Location: Produce Safety and Microbiology Research

Title: The effectiveness of closed-circulation gaseous chlorine dioxide or ozone treatment against bacterial pathogens on produce food control

Author
item Bridges, David
item Rane, Bhargavi - University Of Maine
item Wu, Vivian

Submitted to: Food Control
Publication Type: Peer Reviewed Journal
Publication Acceptance Date: 4/4/2018
Publication Date: 4/13/2018
Citation: Bridges, D.F., Rane, B., Wu, V.C. 2018. The effectiveness of closed-circulation gaseous chlorine dioxide or ozone treatment against bacterial pathogens on produce food control. Food Control. 91(2018):261-267. https://doi.org/10.1016/j.foodcont.2018.04.004.
DOI: https://doi.org/10.1016/j.foodcont.2018.04.004

Interpretive Summary: Contamination of fresh produce can occur anywhere from farm to fork. In the pre-harvest environment, microbial contaminates can come from numerous sources including irrigation water, soil, fertilizers, and even insects. After harvest, pathogen contamination of fresh produce can occur through improper handling, improperly cleaned surfaces and equipment, or from lack of appropriate hygiene practices in processing or preparation environments. Chlorine, in concentrations ranging from 50-200 ppm, is the most commonly added antimicrobial to these washes. However, chlorine solutions have been reported to be ineffective. Furthermore, the occupational health hazard associated with chlorine use, negative environmental impacts, and a reported inability to reduce pathogens internalized in plant tissues has led to a trend to use safer and more effective antimicrobials to treat produce. Gaseous treatments use little, if any, water and are capable of treating areas and irregularities on produce surfaces that aqueous antimicrobials have difficulty reaching. This study compared the effectiveness of gaseous chlorine dioxide and ozone treatment against Shiga toxin-producing Escherichia coli (STEC), Salmonella enterica serovars, and Listeria monocytogenes on baby-cut carrots, lowbush blueberries, and beefsteak tomatoes using closed-circulation treatment system. These results indicated that gaseous chlorine dioxide was more effective than ozone and can be a suitable treatment when implemented correctly to reduce bacterial pathogens in a storage setting.

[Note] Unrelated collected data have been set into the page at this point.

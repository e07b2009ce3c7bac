use std::sync::Arc;
use std::time::Duration;

use rdkafka::Message;
use rdkafka::consumer::{CommitMode, Consumer, StreamConsumer};
use rdkafka::error::KafkaError;
use rdkafka::{Offset, TopicPartitionList};
use tracing::{info, instrument};

use catalog_events::{CommandSource, InboundRecord, RecordError, RecordPosition, SourceError};

use super::consumer_config;
use crate::config::KafkaConfig;

const SEEK_TIMEOUT: Duration = Duration::from_secs(5);

/// Consumer-group member reading the command topic with manual commits.
pub struct KafkaCommandSource {
    consumer: Arc<StreamConsumer>,
    topic: String,
    group_id: String,
    closed: bool,
}

impl KafkaCommandSource {
    /// Create the consumer and subscribe it to the command topic.
    pub fn subscribe(config: &KafkaConfig) -> Result<Self, KafkaError> {
        let consumer: StreamConsumer = consumer_config(config).create()?;
        consumer.subscribe(&[config.topic.as_str()])?;
        info!(topic = %config.topic, group_id = %config.group_id, "subscribed to command topic");

        Ok(Self {
            consumer: Arc::new(consumer),
            topic: config.topic.clone(),
            group_id: config.group_id.clone(),
            closed: false,
        })
    }
}

#[async_trait::async_trait]
impl CommandSource for KafkaCommandSource {
    async fn poll(&mut self, timeout: Duration) -> Result<Option<InboundRecord>, RecordError> {
        if self.closed {
            return Err(RecordError::Broker("source is closed".to_string()));
        }

        match tokio::time::timeout(timeout, self.consumer.recv()).await {
            Err(_) => Ok(None),
            Ok(Ok(message)) => Ok(Some(inbound_record(&message))),
            Ok(Err(err)) => Err(record_error(err)),
        }
    }

    #[instrument(skip(self), fields(group_id = %self.group_id), err)]
    async fn commit(&mut self, position: &RecordPosition) -> Result<(), SourceError> {
        let mut offsets = TopicPartitionList::new();
        offsets
            .add_partition_offset(
                &position.topic,
                position.partition,
                Offset::Offset(position.offset + 1),
            )
            .map_err(|e| SourceError::Commit(e.to_string()))?;

        let consumer = Arc::clone(&self.consumer);
        tokio::task::spawn_blocking(move || consumer.commit(&offsets, CommitMode::Sync))
            .await
            .map_err(|e| SourceError::Commit(e.to_string()))?
            .map_err(|e| SourceError::Commit(e.to_string()))
    }

    #[instrument(skip(self), fields(group_id = %self.group_id), err)]
    async fn rewind(&mut self, position: &RecordPosition) -> Result<(), SourceError> {
        let consumer = Arc::clone(&self.consumer);
        let RecordPosition {
            topic,
            partition,
            offset,
        } = position.clone();

        tokio::task::spawn_blocking(move || {
            consumer.seek(&topic, partition, Offset::Offset(offset), SEEK_TIMEOUT)
        })
        .await
        .map_err(|e| SourceError::Seek(e.to_string()))?
        .map_err(|e| SourceError::Seek(e.to_string()))
    }

    async fn close(&mut self) {
        if !self.closed {
            self.consumer.unsubscribe();
            self.closed = true;
            info!(topic = %self.topic, group_id = %self.group_id, "left consumer group");
        }
    }
}

/// Copy a broker message into a record the consumer loop owns.
fn inbound_record<M: Message>(message: &M) -> InboundRecord {
    let position = RecordPosition::new(message.topic(), message.partition(), message.offset());
    InboundRecord::new(
        position,
        message.key().map(<[u8]>::to_vec),
        message.payload().map(<[u8]>::to_vec).unwrap_or_default(),
    )
}

fn record_error(err: KafkaError) -> RecordError {
    match err {
        KafkaError::PartitionEOF(partition) => RecordError::EndOfPartition { partition },
        err => RecordError::Broker(err.to_string()),
    }
}

#[cfg(all(test, feature = "kafka"))]
mod tests {
    use super::*;
    use rdkafka::Timestamp;
    use rdkafka::error::RDKafkaErrorCode;
    use rdkafka::message::OwnedMessage;

    fn message(key: Option<&[u8]>, payload: Option<&[u8]>) -> OwnedMessage {
        OwnedMessage::new(
            payload.map(<[u8]>::to_vec),
            key.map(<[u8]>::to_vec),
            "products".to_string(),
            Timestamp::NotAvailable,
            2,
            41,
            None,
        )
    }

    #[test]
    fn message_maps_to_inbound_record() {
        let record = inbound_record(&message(Some(b"prod_1"), Some(br#"{"action":"delete"}"#)));

        assert_eq!(record.position(), &RecordPosition::new("products", 2, 41));
        assert_eq!(record.key(), Some(&b"prod_1"[..]));
        assert_eq!(record.payload(), br#"{"action":"delete"}"#);
    }

    #[test]
    fn tombstone_maps_to_empty_payload() {
        let record = inbound_record(&message(None, None));

        assert_eq!(record.key(), None);
        assert!(record.payload().is_empty());
    }

    #[test]
    fn partition_eof_is_informational() {
        assert_eq!(
            record_error(KafkaError::PartitionEOF(3)),
            RecordError::EndOfPartition { partition: 3 }
        );
    }

    #[test]
    fn other_kafka_errors_are_broker_errors() {
        let err = record_error(KafkaError::MessageConsumption(
            RDKafkaErrorCode::UnknownTopicOrPartition,
        ));
        assert!(matches!(err, RecordError::Broker(msg) if msg.contains("consumption")));
    }
}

Technical Abstract: The objective of this study was to compare the effectiveness of gaseous chlorine dioxide (ClO2) and ozone (O3) treatment against Shiga toxin-producing Escherichia coli (STEC), Salmonella enterica serovars, and Listeria monocytogenes on baby-cut carrots, lowbush blueberries, and beefsteak tomatoes using closed-circulation treatment system. Dry ClO2 precursor were combined in-chamber to make 0.03, 0.06, and 0.12 mg ClO2/g produce for a 2.5 h exposure and 0.04, 0.07, and 0.15 mg ClO2/g produce for a 5.0 h exposure time. Ozone was generated through corona-discharge of a dry oxygen feed and either 0.4 or 0.8 mg O3/g produce concentrations were used to treat the produce-mass for 2.5 and 5.0 h. Overall, ClO2 treatment was the more effective treatment with maximum bacterial reductions of > 7 log CFU/g observed on carrots and tomatoes and 3.7 CFU/g on blueberries. Comparatively, maximum reductions of 1.2, 1.8, and 1.6 log CFU/g were only achieved after 5 h exposure to 0.8 mg O3/g produce. This treatment simultaneously resulted in noticeable bleaching carrot and tomato tissue as well. These results reported here indicate that gaseous ClO2 can be a suitable treatment when implemented correctly to reduce bacterial pathogens in a storage setting.